■ DIRECTIONS:
In the entries that follow, the lines from the one with "filename src/parser/extract/feature.rs" through the one with "fn extract_label(node: &FeatureNode<'_>)" are the ones to write out, exactly and with both ends included. Nothing else should appear.

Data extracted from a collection
┌────────
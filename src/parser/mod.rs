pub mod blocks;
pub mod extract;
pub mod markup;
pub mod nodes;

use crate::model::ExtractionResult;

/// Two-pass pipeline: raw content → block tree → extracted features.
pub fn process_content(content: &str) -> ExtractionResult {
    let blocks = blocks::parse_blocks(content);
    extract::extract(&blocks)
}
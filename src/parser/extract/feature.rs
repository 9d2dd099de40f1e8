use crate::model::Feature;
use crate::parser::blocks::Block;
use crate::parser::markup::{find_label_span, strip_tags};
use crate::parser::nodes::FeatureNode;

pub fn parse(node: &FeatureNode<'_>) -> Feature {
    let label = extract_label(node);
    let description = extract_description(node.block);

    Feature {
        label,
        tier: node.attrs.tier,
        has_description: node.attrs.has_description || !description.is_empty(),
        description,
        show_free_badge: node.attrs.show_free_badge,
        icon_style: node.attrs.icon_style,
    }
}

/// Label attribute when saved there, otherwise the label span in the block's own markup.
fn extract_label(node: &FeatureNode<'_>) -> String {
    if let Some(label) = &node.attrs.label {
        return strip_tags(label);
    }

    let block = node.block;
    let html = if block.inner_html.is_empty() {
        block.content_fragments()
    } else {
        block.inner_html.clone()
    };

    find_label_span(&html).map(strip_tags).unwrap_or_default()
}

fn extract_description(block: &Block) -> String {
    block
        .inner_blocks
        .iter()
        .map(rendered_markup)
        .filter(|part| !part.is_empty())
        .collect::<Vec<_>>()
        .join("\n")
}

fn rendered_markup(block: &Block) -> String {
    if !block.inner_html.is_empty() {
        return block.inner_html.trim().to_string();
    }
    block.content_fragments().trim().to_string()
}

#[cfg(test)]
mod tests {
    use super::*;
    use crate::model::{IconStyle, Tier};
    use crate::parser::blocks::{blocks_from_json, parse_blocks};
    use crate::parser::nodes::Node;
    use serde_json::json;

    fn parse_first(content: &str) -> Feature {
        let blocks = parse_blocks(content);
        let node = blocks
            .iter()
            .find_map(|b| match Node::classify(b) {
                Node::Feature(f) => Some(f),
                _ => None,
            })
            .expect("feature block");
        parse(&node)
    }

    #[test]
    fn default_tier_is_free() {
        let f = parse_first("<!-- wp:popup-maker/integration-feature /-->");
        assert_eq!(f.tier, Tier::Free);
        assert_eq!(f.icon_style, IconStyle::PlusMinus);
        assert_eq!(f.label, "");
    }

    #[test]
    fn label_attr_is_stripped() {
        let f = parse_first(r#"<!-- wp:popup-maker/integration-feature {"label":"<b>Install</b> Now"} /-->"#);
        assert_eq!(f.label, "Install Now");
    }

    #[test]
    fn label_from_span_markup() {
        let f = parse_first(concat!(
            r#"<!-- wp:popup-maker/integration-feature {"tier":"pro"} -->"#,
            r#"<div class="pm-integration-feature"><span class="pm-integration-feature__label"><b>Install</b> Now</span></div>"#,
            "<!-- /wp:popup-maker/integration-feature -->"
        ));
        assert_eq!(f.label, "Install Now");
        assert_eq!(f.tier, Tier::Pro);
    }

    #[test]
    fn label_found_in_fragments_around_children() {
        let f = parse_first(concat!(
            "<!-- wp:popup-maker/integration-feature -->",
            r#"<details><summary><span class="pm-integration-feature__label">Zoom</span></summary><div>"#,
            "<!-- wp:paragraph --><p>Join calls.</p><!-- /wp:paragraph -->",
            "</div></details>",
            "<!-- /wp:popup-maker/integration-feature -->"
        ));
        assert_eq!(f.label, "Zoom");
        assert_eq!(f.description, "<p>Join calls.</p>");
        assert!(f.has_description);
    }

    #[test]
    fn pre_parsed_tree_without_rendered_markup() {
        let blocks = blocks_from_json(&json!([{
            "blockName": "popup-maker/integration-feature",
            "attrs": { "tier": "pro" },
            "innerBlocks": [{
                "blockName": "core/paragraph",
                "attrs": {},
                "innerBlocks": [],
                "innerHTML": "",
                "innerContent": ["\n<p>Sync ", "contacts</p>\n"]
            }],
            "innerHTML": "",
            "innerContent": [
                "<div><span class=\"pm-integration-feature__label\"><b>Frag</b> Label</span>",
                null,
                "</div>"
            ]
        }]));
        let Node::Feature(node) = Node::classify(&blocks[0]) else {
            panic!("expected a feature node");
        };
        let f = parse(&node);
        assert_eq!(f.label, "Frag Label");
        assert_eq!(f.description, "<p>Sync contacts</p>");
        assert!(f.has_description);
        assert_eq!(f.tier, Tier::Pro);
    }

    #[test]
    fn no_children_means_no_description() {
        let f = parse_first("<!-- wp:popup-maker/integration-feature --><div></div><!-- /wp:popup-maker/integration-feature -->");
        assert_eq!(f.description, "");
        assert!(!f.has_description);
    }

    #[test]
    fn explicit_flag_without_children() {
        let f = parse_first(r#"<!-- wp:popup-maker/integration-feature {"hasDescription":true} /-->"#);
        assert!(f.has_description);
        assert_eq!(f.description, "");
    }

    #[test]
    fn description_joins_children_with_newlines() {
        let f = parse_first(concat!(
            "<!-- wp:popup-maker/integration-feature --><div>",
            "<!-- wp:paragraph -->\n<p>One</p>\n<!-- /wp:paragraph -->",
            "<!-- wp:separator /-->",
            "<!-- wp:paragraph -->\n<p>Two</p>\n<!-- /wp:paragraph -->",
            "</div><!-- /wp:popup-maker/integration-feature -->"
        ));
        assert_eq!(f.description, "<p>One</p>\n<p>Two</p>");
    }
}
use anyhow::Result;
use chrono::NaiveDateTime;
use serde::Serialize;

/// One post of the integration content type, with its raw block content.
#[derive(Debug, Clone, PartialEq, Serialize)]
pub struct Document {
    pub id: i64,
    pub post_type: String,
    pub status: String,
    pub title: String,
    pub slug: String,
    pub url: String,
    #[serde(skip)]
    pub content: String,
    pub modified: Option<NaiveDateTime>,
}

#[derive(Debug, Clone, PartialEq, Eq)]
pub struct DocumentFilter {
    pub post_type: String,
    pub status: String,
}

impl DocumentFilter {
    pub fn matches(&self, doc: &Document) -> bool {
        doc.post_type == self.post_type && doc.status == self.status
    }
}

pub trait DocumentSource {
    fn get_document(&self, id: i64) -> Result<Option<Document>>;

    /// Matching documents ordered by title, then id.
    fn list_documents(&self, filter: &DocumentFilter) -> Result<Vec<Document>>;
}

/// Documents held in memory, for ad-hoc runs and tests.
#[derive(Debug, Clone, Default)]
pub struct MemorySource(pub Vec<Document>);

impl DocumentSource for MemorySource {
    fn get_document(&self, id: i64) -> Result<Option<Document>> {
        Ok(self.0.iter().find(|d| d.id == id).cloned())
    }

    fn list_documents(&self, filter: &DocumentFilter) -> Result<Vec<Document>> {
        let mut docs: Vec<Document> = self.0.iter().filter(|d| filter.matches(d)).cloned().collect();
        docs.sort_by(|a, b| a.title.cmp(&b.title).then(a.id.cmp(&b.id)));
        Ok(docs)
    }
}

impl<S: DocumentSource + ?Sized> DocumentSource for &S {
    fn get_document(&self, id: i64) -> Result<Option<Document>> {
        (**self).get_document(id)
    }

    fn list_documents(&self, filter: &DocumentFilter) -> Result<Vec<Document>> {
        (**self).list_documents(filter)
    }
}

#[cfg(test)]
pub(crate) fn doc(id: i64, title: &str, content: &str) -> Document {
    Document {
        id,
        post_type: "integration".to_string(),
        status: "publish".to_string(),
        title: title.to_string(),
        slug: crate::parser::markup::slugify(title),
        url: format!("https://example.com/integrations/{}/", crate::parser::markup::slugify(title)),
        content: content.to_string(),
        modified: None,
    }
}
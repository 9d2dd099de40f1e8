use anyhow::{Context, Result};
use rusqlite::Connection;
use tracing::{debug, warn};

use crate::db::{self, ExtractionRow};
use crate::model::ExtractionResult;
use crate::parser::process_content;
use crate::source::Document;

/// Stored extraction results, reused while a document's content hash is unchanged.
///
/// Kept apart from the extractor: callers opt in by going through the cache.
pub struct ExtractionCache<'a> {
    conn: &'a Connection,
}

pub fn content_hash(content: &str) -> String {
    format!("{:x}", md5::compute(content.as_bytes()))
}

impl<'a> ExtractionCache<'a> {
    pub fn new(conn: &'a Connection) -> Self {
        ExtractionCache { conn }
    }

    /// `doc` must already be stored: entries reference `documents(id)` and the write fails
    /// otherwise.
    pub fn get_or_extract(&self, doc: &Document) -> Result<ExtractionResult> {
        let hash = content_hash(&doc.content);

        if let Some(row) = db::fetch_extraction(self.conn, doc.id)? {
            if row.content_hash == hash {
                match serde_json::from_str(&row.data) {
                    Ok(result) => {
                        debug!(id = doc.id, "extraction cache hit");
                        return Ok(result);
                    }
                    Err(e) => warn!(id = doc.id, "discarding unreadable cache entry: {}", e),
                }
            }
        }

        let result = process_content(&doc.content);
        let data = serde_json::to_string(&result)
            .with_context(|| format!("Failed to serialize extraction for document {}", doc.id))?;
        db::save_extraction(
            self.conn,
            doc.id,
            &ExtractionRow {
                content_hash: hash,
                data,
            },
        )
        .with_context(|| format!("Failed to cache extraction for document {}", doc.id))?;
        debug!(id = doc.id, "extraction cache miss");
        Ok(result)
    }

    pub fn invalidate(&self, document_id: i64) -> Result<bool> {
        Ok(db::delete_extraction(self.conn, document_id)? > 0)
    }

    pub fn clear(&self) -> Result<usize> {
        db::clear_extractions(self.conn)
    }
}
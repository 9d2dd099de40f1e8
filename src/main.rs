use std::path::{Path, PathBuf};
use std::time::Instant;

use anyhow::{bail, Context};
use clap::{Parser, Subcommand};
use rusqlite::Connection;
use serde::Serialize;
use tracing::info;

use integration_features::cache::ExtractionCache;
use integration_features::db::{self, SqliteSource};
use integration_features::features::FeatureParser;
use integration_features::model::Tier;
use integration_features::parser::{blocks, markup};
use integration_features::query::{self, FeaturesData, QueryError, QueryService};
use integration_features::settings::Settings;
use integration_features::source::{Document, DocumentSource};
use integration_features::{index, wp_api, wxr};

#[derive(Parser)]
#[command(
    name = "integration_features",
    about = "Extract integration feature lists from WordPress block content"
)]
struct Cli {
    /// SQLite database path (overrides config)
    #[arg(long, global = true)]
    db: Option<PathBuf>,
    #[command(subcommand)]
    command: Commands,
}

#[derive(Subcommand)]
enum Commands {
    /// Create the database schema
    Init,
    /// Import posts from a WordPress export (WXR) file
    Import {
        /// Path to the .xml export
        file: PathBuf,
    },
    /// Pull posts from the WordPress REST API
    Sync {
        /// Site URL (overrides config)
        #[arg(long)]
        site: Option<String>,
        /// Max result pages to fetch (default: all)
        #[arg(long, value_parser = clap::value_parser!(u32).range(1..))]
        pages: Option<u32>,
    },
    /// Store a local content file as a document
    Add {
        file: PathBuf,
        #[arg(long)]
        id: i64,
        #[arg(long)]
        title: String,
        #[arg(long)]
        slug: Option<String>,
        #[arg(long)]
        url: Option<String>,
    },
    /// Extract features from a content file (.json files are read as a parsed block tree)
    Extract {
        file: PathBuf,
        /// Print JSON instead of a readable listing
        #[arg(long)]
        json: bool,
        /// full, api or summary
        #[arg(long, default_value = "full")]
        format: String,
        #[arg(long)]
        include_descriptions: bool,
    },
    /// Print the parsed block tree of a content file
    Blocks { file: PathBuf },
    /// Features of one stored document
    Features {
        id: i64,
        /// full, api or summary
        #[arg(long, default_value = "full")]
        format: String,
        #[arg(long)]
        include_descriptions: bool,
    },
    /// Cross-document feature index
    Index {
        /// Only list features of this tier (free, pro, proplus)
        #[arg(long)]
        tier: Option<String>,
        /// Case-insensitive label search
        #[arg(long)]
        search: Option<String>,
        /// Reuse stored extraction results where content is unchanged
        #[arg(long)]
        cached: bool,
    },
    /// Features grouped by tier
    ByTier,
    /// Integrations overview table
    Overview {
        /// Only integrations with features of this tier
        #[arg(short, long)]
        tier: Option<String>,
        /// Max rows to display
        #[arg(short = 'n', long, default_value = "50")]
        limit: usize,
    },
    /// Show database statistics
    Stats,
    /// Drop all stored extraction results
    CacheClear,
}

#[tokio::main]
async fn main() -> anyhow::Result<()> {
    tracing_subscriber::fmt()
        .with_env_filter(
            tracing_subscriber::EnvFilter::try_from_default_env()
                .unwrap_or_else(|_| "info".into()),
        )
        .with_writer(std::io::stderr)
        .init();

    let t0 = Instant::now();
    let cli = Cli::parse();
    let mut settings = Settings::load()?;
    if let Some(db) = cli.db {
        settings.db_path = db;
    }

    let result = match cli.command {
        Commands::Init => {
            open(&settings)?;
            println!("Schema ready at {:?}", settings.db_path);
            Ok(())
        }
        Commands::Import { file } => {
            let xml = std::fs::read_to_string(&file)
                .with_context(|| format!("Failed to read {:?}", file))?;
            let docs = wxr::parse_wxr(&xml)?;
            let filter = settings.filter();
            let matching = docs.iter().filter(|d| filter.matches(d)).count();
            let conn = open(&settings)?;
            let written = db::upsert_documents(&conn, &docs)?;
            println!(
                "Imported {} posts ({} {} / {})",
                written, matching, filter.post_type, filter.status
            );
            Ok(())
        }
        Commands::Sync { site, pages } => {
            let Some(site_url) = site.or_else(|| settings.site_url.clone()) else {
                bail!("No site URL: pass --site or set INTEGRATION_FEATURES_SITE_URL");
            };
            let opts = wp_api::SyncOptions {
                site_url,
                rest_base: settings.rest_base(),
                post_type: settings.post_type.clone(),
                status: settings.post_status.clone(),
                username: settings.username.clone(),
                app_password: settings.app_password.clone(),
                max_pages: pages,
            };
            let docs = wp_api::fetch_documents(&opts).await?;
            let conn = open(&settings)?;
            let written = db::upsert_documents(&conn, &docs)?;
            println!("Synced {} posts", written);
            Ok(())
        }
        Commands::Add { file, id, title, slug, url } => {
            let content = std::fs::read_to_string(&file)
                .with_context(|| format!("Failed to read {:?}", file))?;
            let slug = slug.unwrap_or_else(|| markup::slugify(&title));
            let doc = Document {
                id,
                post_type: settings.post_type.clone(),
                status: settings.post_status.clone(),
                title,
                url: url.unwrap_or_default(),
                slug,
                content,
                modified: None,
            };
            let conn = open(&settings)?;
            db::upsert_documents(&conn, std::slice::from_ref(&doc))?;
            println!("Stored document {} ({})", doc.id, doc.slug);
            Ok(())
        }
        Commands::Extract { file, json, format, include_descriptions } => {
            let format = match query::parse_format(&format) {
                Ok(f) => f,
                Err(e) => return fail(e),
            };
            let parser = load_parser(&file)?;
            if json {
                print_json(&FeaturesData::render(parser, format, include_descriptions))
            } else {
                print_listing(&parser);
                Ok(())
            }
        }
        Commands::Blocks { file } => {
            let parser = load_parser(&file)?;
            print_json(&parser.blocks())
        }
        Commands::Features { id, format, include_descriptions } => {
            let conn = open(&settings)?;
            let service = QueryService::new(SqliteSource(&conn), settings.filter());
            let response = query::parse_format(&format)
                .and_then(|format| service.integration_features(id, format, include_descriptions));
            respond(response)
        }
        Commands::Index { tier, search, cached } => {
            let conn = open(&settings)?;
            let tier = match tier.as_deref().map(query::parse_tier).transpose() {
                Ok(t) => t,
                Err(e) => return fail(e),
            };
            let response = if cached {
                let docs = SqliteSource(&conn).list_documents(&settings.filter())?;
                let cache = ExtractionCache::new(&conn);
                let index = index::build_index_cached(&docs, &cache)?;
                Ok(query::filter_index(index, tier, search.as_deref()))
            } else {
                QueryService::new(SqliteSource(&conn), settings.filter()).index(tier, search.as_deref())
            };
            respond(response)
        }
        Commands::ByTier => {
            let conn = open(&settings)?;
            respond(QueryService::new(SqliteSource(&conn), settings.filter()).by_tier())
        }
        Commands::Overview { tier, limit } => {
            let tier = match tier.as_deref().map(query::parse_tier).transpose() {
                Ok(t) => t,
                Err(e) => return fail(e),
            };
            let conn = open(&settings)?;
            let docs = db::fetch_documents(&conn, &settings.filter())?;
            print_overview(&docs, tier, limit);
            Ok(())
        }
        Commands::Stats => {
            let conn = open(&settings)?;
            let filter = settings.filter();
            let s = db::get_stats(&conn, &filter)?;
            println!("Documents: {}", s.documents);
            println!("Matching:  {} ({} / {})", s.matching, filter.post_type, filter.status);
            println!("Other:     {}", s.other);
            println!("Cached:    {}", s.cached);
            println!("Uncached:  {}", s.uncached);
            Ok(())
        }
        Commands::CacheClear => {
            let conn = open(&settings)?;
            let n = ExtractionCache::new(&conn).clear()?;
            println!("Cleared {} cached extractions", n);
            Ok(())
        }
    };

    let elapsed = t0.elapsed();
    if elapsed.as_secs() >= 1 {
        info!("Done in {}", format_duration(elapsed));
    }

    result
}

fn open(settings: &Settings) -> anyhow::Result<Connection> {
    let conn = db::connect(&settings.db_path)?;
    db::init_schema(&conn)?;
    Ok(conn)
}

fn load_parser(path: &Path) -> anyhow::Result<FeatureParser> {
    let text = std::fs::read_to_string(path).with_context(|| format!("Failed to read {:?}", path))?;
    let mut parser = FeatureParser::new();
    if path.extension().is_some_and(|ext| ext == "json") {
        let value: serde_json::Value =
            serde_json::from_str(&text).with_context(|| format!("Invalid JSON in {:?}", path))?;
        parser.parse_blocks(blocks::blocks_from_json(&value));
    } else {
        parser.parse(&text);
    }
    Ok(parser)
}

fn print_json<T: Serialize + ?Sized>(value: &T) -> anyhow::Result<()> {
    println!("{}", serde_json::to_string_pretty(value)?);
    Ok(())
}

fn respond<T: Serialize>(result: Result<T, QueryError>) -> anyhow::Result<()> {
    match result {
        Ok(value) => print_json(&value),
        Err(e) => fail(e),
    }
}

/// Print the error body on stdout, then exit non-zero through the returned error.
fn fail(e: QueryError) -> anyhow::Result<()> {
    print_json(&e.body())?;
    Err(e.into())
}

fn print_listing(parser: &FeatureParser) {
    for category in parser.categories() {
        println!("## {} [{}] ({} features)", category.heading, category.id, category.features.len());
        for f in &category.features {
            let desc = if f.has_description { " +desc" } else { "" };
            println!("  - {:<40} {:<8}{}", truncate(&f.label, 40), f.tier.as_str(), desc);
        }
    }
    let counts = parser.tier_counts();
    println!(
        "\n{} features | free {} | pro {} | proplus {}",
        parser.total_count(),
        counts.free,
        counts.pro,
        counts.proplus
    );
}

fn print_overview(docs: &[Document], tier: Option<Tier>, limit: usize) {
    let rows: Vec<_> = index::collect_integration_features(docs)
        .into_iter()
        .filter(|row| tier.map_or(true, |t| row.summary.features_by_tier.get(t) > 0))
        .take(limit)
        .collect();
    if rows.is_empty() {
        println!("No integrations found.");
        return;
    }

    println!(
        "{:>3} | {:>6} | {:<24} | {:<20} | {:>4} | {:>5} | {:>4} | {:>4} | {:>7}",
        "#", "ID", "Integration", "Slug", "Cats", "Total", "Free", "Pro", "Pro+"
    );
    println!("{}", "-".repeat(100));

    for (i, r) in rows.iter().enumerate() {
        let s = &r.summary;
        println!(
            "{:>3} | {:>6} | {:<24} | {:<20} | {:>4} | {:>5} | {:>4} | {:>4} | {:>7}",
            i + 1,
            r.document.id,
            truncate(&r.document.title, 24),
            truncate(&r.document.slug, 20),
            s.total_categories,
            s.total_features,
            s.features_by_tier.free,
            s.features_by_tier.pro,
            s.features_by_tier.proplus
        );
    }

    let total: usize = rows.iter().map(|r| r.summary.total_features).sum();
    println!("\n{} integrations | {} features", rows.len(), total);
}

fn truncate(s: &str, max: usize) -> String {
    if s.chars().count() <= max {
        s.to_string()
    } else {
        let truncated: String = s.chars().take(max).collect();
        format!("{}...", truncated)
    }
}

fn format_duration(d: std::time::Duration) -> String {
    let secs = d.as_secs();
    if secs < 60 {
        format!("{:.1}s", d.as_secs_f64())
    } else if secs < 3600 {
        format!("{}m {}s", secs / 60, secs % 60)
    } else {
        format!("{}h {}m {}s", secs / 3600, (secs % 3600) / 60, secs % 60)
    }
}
└────────
■ RESULT:
filename src/parser/extract/feature.rs
repository 9d2dd099de40f1e8
use crate::model::Feature;
use crate::parser::blocks::Block;
use crate::parser::markup::{find_label_span, strip_tags};
use crate::parser::nodes::FeatureNode;

pub fn parse(node: &FeatureNode<'_>) -> Feature {
    let label = extract_label(node);
    let description = extract_description(node.block);

    Feature {
        label,
        tier: node.attrs.tier,
        has_description: node.attrs.has_description || !description.is_empty(),
        description,
        show_free_badge: node.attrs.show_free_badge,
        icon_style: node.attrs.icon_style,
    }
}

/// Label attribute when saved there, otherwise the label span in the block's own markup.
fn extract_label(node: &FeatureNode<'_>) -> String {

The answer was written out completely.